**Work instructions:** Write out each line of the records that has "hostname" in it.

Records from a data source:
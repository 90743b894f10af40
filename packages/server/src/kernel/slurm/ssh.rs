//! Remote-shell scheduler backend.
//!
//! One authenticated ssh2 session per executor, connected lazily on first
//! use and reconnected once on transport failure. The session is not
//! reentrant, so all callers serialize on its mutex; ssh2 is blocking, so
//! each command runs on the blocking thread pool.

use std::io::Read;
use std::net::TcpStream;
use std::path::PathBuf;
use std::sync::{Arc, Mutex, MutexGuard};

use async_trait::async_trait;
use ssh2::Session;

use super::{
    parse_sacct_output, test_override, JobSnapshot, SchedulerClient, SchedulerError, SlurmState,
    SACCT_FORMAT,
};

/// Captured result of one remote command.
#[derive(Debug, Clone)]
pub struct CommandOutput {
    pub stdout: String,
    pub stderr: String,
    pub exit_code: i32,
}

/// A channel that can run shell commands on the scheduler host.
#[async_trait]
pub trait RemoteSession: Send + Sync {
    async fn exec(&self, command: &str) -> Result<CommandOutput, SchedulerError>;
}

#[derive(Debug, Clone)]
pub struct SshConfig {
    pub hostname: String,
    pub username: String,
    pub key_path: PathBuf,
}

/// Persistent ssh2 session guarded by a mutex. `None` means not yet
/// connected (or dropped after a transport failure).
pub struct SshRemoteSession {
    config: SshConfig,
    session: Arc<Mutex<Option<Session>>>,
}

impl SshRemoteSession {
    pub fn new(config: SshConfig) -> Self {
        Self {
            config,
            session: Arc::new(Mutex::new(None)),
        }
    }
}

fn transport(err: impl std::fmt::Display) -> SchedulerError {
    SchedulerError::Transport(err.to_string())
}

fn lock_session(slot: &Mutex<Option<Session>>) -> MutexGuard<'_, Option<Session>> {
    slot.lock().unwrap_or_else(|poisoned| poisoned.into_inner())
}

fn connect(config: &SshConfig) -> Result<Session, SchedulerError> {
    let stream =
        TcpStream::connect((config.hostname.as_str(), 22)).map_err(transport)?;
    let mut session = Session::new().map_err(transport)?;
    session.set_tcp_stream(stream);
    session.handshake().map_err(transport)?;
    session
        .userauth_pubkey_file(&config.username, None, &config.key_path, None)
        .map_err(transport)?;
    Ok(session)
}

fn run_command(session: &Session, command: &str) -> Result<CommandOutput, SchedulerError> {
    let mut channel = session.channel_session().map_err(transport)?;
    channel.exec(command).map_err(transport)?;
    let mut stdout = String::new();
    channel.read_to_string(&mut stdout).map_err(transport)?;
    let mut stderr = String::new();
    channel
        .stderr()
        .read_to_string(&mut stderr)
        .map_err(transport)?;
    channel.wait_close().map_err(transport)?;
    let exit_code = channel.exit_status().map_err(transport)?;
    Ok(CommandOutput {
        stdout,
        stderr,
        exit_code,
    })
}

/// Run one command while holding the session lock: reuse the live session,
/// otherwise connect; on failure reconnect once and retry before surfacing.
fn exec_serialized(
    slot: &Mutex<Option<Session>>,
    config: &SshConfig,
    command: &str,
) -> Result<CommandOutput, SchedulerError> {
    let mut guard = lock_session(slot);
    let session = match guard.take() {
        Some(session) => session,
        None => connect(config)?,
    };
    match run_command(&session, command) {
        Ok(output) => {
            *guard = Some(session);
            Ok(output)
        }
        Err(err) => {
            tracing::warn!(error = %err, "remote command failed, reconnecting");
            let session = connect(config)?;
            let output = run_command(&session, command)?;
            *guard = Some(session);
            Ok(output)
        }
    }
}

#[async_trait]
impl RemoteSession for SshRemoteSession {
    async fn exec(&self, command: &str) -> Result<CommandOutput, SchedulerError> {
        let slot = Arc::clone(&self.session);
        let config = self.config.clone();
        let command = command.to_string();
        tokio::task::spawn_blocking(move || exec_serialized(&slot, &config, &command))
            .await
            .map_err(|err| transport(format!("ssh worker task failed: {err}")))?
    }
}

/// `SchedulerClient` over a remote shell: sacct for queries, the rendered
/// sbatch line for submission, scancel for cancellation.
pub struct SshSchedulerClient {
    session: Arc<dyn RemoteSession>,
}

impl SshSchedulerClient {
    pub fn new(session: Arc<dyn RemoteSession>) -> Self {
        Self { session }
    }

    pub fn connect_with(config: SshConfig) -> Self {
        Self::new(Arc::new(SshRemoteSession::new(config)))
    }
}

#[async_trait]
impl SchedulerClient for SshSchedulerClient {
    async fn query_job(&self, job_id: i64) -> Result<Option<JobSnapshot>, SchedulerError> {
        if let Some(snapshot) = test_override(job_id) {
            return Ok(Some(snapshot));
        }
        let command =
            format!("sacct -j {job_id} --format={SACCT_FORMAT} --noheader --parsable2");
        let output = self.session.exec(&command).await?;
        Ok(parse_sacct_output(&output.stdout).into_iter().next())
    }

    async fn query_by_state(
        &self,
        state: SlurmState,
    ) -> Result<Vec<JobSnapshot>, SchedulerError> {
        let command =
            format!("sacct --state {state} --format={SACCT_FORMAT} --noheader --parsable2");
        let output = self.session.exec(&command).await?;
        Ok(parse_sacct_output(&output.stdout))
    }

    async fn submit(&self, command: &str) -> Result<i64, SchedulerError> {
        let output = self.session.exec(command).await?;
        if !output.stderr.trim().is_empty() {
            return Err(SchedulerError::CommandFailed(
                output.stderr.trim().to_string(),
            ));
        }
        // --parsable output is `<id>` or `<id>;<cluster>`
        let raw = output.stdout.trim();
        let id_token = raw.split(';').next().unwrap_or("");
        let job_id: i64 = id_token.parse().map_err(|_| {
            SchedulerError::Parse(format!("expected a job id on stdout, got {raw:?}"))
        })?;
        if job_id < 0 {
            return Err(SchedulerError::Parse(format!(
                "scheduler returned an invalid job id {job_id}"
            )));
        }
        Ok(job_id)
    }

    async fn cancel(&self, job_id: i64) -> Result<(), SchedulerError> {
        let output = self.session.exec(&format!("scancel {job_id}")).await?;
        if output.exit_code != 0 {
            return Err(SchedulerError::CommandFailed(format!(
                "scancel {job_id} exited with {}: {}",
                output.exit_code,
                output.stderr.trim()
            )));
        }
        Ok(())
    }
}
use axum::extract::Extension;
use axum::http::StatusCode;
use axum::Json;
use serde::Serialize;

use crate::kernel::jobs::JobStore;
use crate::server::app::AppState;

/// Liveness probe.
pub async fn ping_handler() -> &'static str {
    "pong"
}

#[derive(Serialize)]
pub struct HealthResponse {
    status: String,
    store: StoreHealth,
}

#[derive(Serialize)]
pub struct StoreHealth {
    status: String,
    #[serde(skip_serializing_if = "Option::is_none")]
    tracked_jobs: Option<usize>,
    #[serde(skip_serializing_if = "Option::is_none")]
    error: Option<String>,
}

/// Health check endpoint
///
/// Verifies the job store answers within a bounded time. Returns 200 OK
/// when healthy, 503 Service Unavailable otherwise.
pub async fn health_handler(
    Extension(state): Extension<AppState>,
) -> (StatusCode, Json<HealthResponse>) {
    let store_health = match tokio::time::timeout(
        std::time::Duration::from_secs(5),
        state.deps.store.all(),
    )
    .await
    {
        Ok(Ok(jobs)) => StoreHealth {
            status: "ok".to_string(),
            tracked_jobs: Some(jobs.len()),
            error: None,
        },
        Ok(Err(e)) => StoreHealth {
            status: "error".to_string(),
            tracked_jobs: None,
            error: Some(format!("Query failed: {}", e)),
        },
        Err(_) => StoreHealth {
            status: "error".to_string(),
            tracked_jobs: None,
            error: Some("Query timeout (>5s)".to_string()),
        },
    };

    let is_healthy = store_health.status == "ok";
    let status_code = if is_healthy {
        StatusCode::OK
    } else {
        StatusCode::SERVICE_UNAVAILABLE
    };

    (
        status_code,
        Json(HealthResponse {
            status: if is_healthy { "healthy" } else { "unhealthy" }.to_string(),
            store: store_health,
        }),
    )
}
//! The user record every engine call reads and mutates.

use super::attributes::Attributes;
use super::buffs::ActiveBuff;
use crate::combat::party::{CapturedBoss, PartyMember};
use crate::core::constants::{BASE_MAX_HP, STARTING_COINS};
use crate::dungeon::progress::DungeonProgress;
use crate::items::catalog::starter_kit;
use crate::items::equipment::Equipment;
use crate::items::types::Item;
use crate::rewards::chest::Chest;
use serde::{Deserialize, Serialize};
use uuid::Uuid;

#[derive(Debug, Clone, PartialEq, Eq, Default, Serialize, Deserialize)]
pub struct Inventory {
    pub equipment: Equipment,
    /// Everything owned but not worn
    pub items: Vec<Item>,
}

impl Inventory {
    pub fn find(&self, item_id: &str) -> Option<&Item> {
        self.items.iter().find(|item| item.id == item_id)
    }

    /// Removes an item from the unequipped list.
    pub fn take(&mut self, item_id: &str) -> Option<Item> {
        let index = self.items.iter().position(|item| item.id == item_id)?;
        Some(self.items.remove(index))
    }
}

#[derive(Debug, Clone, PartialEq, Serialize, Deserialize)]
pub struct User {
    pub id: String,
    pub nickname: String,
    pub level: u32,
    /// XP toward the next level
    pub xp: u64,
    pub hp: u32,
    pub max_hp: u32,
    pub coins: u64,
    /// Base attributes, without gear or buffs
    pub attributes: Attributes,
    pub inventory: Inventory,
    pub captured_bosses: Vec<CapturedBoss>,
    pub party: Vec<PartyMember>,
    pub chests: Vec<Chest>,
    pub dungeon_progress: DungeonProgress,
    pub active_buffs: Vec<ActiveBuff>,
    pub created_at_ms: i64,
}

impl User {
    /// A fresh level 1 user holding the starter kit.
    pub fn new(nickname: impl Into<String>, now_ms: i64) -> Self {
        Self::with_id(Uuid::new_v4().to_string(), nickname, now_ms)
    }

    pub fn with_id(id: impl Into<String>, nickname: impl Into<String>, now_ms: i64) -> Self {
        Self {
            id: id.into(),
            nickname: nickname.into(),
            level: 1,
            xp: 0,
            hp: BASE_MAX_HP as u32,
            max_hp: BASE_MAX_HP as u32,
            coins: STARTING_COINS,
            attributes: Attributes::new(),
            inventory: Inventory {
                equipment: Equipment::new(),
                items: starter_kit(),
            },
            captured_bosses: Vec::new(),
            party: Vec::new(),
            chests: Vec::new(),
            dungeon_progress: DungeonProgress::new(now_ms),
            active_buffs: Vec::new(),
            created_at_ms: now_ms,
        }
    }

    pub fn is_alive(&self) -> bool {
        self.hp > 0
    }

    pub fn chest(&self, chest_id: &str) -> Option<&Chest> {
        self.chests.iter().find(|chest| chest.id == chest_id)
    }

    pub fn chest_mut(&mut self, chest_id: &str) -> Option<&mut Chest> {
        self.chests.iter_mut().find(|chest| chest.id == chest_id)
    }

    pub fn captured_boss(&self, boss_id: &str) -> Option<&CapturedBoss> {
        self.captured_bosses.iter().find(|boss| boss.id == boss_id)
    }

    pub fn captured_boss_mut(&mut self, boss_id: &str) -> Option<&mut CapturedBoss> {
        self.captured_bosses.iter_mut().find(|boss| boss.id == boss_id)
    }

    pub fn living_allies(&self) -> usize {
        self.party.iter().filter(|member| member.alive).count()
    }
}

#[cfg(test)]
mod tests {
    use super::*;

    #[test]
    fn test_new_user_defaults() {
        let user = User::new("hero", 0);
        assert_eq!(user.level, 1);
        assert_eq!(user.xp, 0);
        assert_eq!(user.hp, 100);
        assert_eq!(user.max_hp, 100);
        assert_eq!(user.coins, 1000);
        assert_eq!(user.attributes.total(), 100);
        assert_eq!(user.inventory.items.len(), 10);
        assert_eq!(user.inventory.equipment.iter_equipped().count(), 0);
        assert!(user.party.is_empty());
        assert!(user.chests.is_empty());
    }

    #[test]
    fn test_inventory_take() {
        let mut user = User::new("hero", 0);
        let id = user.inventory.items[0].id.clone();
        assert!(user.inventory.find(&id).is_some());
        let item = user.inventory.take(&id).expect("item present");
        assert_eq!(item.id, id);
        assert!(user.inventory.find(&id).is_none());
        assert!(user.inventory.take(&id).is_none());
    }

    #[test]
    fn test_users_get_distinct_ids() {
        assert_ne!(User::new("a", 0).id, User::new("a", 0).id);
    }
}
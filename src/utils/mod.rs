//! Utility modules: build info and snapshot persistence.

#![allow(unused_imports)]

pub mod build_info;
pub mod persistence;

pub use build_info::*;
pub use persistence::*;
//! Embeds the commit hash and build date for `simulate --version`.

use std::env;
use std::fs;
use std::path::Path;
use std::process::Command;

fn main() {
    // Get commit from env var (CI) or git command (local dev)
    let commit = env::var("BUILD_COMMIT").unwrap_or_else(|_| {
        Command::new("git")
            .args(["rev-parse", "--short=7", "HEAD"])
            .output()
            .ok()
            .filter(|o| o.status.success())
            .and_then(|o| String::from_utf8(o.stdout).ok())
            .map(|s| s.trim().to_string())
            .filter(|s| !s.is_empty())
            .unwrap_or_else(|| "unknown".to_string())
    });

    // Get date from env var (CI) or current date (local dev)
    let date = env::var("BUILD_DATE").unwrap_or_else(|_| {
        chrono::Utc::now().format("%Y-%m-%d").to_string()
    });

    // Write to OUT_DIR for inclusion
    let out_dir = env::var("OUT_DIR").unwrap();
    let dest_path = Path::new(&out_dir).join("build_info.rs");

    fs::write(
        &dest_path,
        format!(
            r#"pub const BUILD_COMMIT: &str = "{}";
pub const BUILD_DATE: &str = "{}";"#,
            commit, date
        ),
    )
    .unwrap();

    // Rerun if git HEAD changes
    println!("cargo:rerun-if-changed=.git/HEAD");
    println!("cargo:rerun-if-env-changed=BUILD_COMMIT");
    println!("cargo:rerun-if-env-changed=BUILD_DATE");
}
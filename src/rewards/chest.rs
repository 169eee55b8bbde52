//! Time-gated reward chests.
//!
//! Contents are rolled once at mint time and never re-rolled. A chest goes
//! idle -> opening -> openable, and a successful open grants everything and
//! removes the chest from the user, so the grant happens at most once.

use crate::character::stats::apply_xp;
use crate::character::user::User;
use crate::core::config::EngineConfig;
use crate::core::constants::CHEST_COIN_MULTIPLIER;
use crate::core::error::{EngineError, Result};
use crate::core::ids::random_id;
use crate::dungeon::tiers::Tier;
use crate::items::loot::LootTable;
use crate::items::types::Item;
use rand::Rng;
use serde::{Deserialize, Serialize};

/// Who minted a chest. Decides its open duration.
#[derive(Debug, Clone, Copy, PartialEq, Eq, Serialize, Deserialize)]
pub enum ChestSource {
    /// Instant-open reward for clearing a dungeon
    DungeonClear,
    /// Handed out by the daily-task collaborator, tier-timed
    DailyTask,
    /// Short fixed timer for testing reward paths
    Debug,
}

impl ChestSource {
    pub fn open_duration_ms(&self, tier: Tier, config: &EngineConfig) -> i64 {
        match self {
            ChestSource::DungeonClear => 0,
            ChestSource::DailyTask => config.chest_open_duration_ms(tier),
            ChestSource::Debug => config.debug_chest_open_ms,
        }
    }
}

#[derive(Debug, Clone, Copy, PartialEq, Eq, Serialize, Deserialize)]
pub enum ChestState {
    Idle,
    Opening { started_at_ms: i64 },
}

/// Lifecycle as seen at a particular instant.
#[derive(Debug, Clone, Copy, PartialEq, Eq, Serialize, Deserialize)]
pub enum ChestStatus {
    Idle,
    Opening { remaining_ms: i64 },
    Openable,
}

#[derive(Debug, Clone, PartialEq, Eq, Default, Serialize, Deserialize)]
pub struct ChestContents {
    pub coins: u64,
    pub xp: u64,
    pub items: Vec<Item>,
}

#[derive(Debug, Clone, PartialEq, Eq, Serialize, Deserialize)]
pub struct Chest {
    pub id: String,
    pub tier: Tier,
    pub source: ChestSource,
    pub open_duration_ms: i64,
    pub contents: ChestContents,
    pub state: ChestState,
    pub created_at_ms: i64,
}

/// What a successful open handed over.
#[derive(Debug, Clone, PartialEq, Eq, Serialize, Deserialize)]
pub struct ChestGrant {
    pub chest_id: String,
    pub tier: Tier,
    pub coins: u64,
    pub xp: u64,
    pub items: Vec<Item>,
    pub levels_gained: u32,
}

impl Chest {
    pub fn status(&self, now_ms: i64) -> ChestStatus {
        match self.state {
            ChestState::Idle => ChestStatus::Idle,
            ChestState::Opening { started_at_ms } => {
                let elapsed = now_ms - started_at_ms;
                if elapsed >= self.open_duration_ms {
                    ChestStatus::Openable
                } else {
                    ChestStatus::Opening {
                        remaining_ms: self.open_duration_ms - elapsed,
                    }
                }
            }
        }
    }

    pub fn start_opening(&mut self, now_ms: i64) -> Result<()> {
        if let ChestState::Opening { .. } = self.state {
            return Err(EngineError::AlreadyInProgress);
        }
        self.state = ChestState::Opening {
            started_at_ms: now_ms,
        };
        Ok(())
    }

    /// Read-only readiness check; safe to poll.
    pub fn check_ready(&self, now_ms: i64) -> Result<()> {
        match self.status(now_ms) {
            ChestStatus::Idle => Err(EngineError::ChestNotStarted),
            ChestStatus::Opening { remaining_ms } => Err(EngineError::NotReady { remaining_ms }),
            ChestStatus::Openable => Ok(()),
        }
    }
}

/// Coins 2x tier coins plus up to one more tier's worth, tier XP, and
/// 1 + level/2 items from the tier rarity cascade.
pub fn roll_contents(tier: Tier, table: &LootTable, rng: &mut impl Rng) -> ChestContents {
    let config = tier.config();
    let coins = CHEST_COIN_MULTIPLIER * config.base_coins + rng.gen_range(0..=config.base_coins);
    let item_count = 1 + tier.level() as usize / 2;
    let items = (0..item_count)
        .filter_map(|_| table.roll_drop(tier, rng))
        .collect();

    ChestContents {
        coins,
        xp: config.base_xp,
        items,
    }
}

/// Creates a chest with its contents already rolled.
pub fn mint(
    tier: Tier,
    source: ChestSource,
    config: &EngineConfig,
    table: &LootTable,
    now_ms: i64,
    rng: &mut impl Rng,
) -> Chest {
    let contents = roll_contents(tier, table, rng);
    Chest {
        id: random_id(rng),
        tier,
        source,
        open_duration_ms: source.open_duration_ms(tier, config),
        contents,
        state: ChestState::Idle,
        created_at_ms: now_ms,
    }
}

pub fn start_opening(user: &mut User, chest_id: &str, now_ms: i64) -> Result<ChestStatus> {
    let chest = user
        .chest_mut(chest_id)
        .ok_or_else(|| EngineError::ChestNotFound(chest_id.to_string()))?;
    chest.start_opening(now_ms)?;
    Ok(chest.status(now_ms))
}

/// Opens a ready chest: grants its contents and removes it from the user.
pub fn try_open(user: &mut User, chest_id: &str, now_ms: i64) -> Result<ChestGrant> {
    let index = user
        .chests
        .iter()
        .position(|chest| chest.id == chest_id)
        .ok_or_else(|| EngineError::ChestNotFound(chest_id.to_string()))?;
    user.chests[index].check_ready(now_ms)?;

    let chest = user.chests.remove(index);
    let ChestContents { coins, xp, items } = chest.contents;
    user.coins += coins;
    let levels_gained = apply_xp(user, xp);
    user.inventory.items.extend(items.iter().cloned());

    Ok(ChestGrant {
        chest_id: chest.id,
        tier: chest.tier,
        coins,
        xp,
        items,
        levels_gained,
    })
}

**Answer area:**
    pub hostname: String,
        TcpStream::connect((config.hostname.as_str(), 22)).map_err(transport)?;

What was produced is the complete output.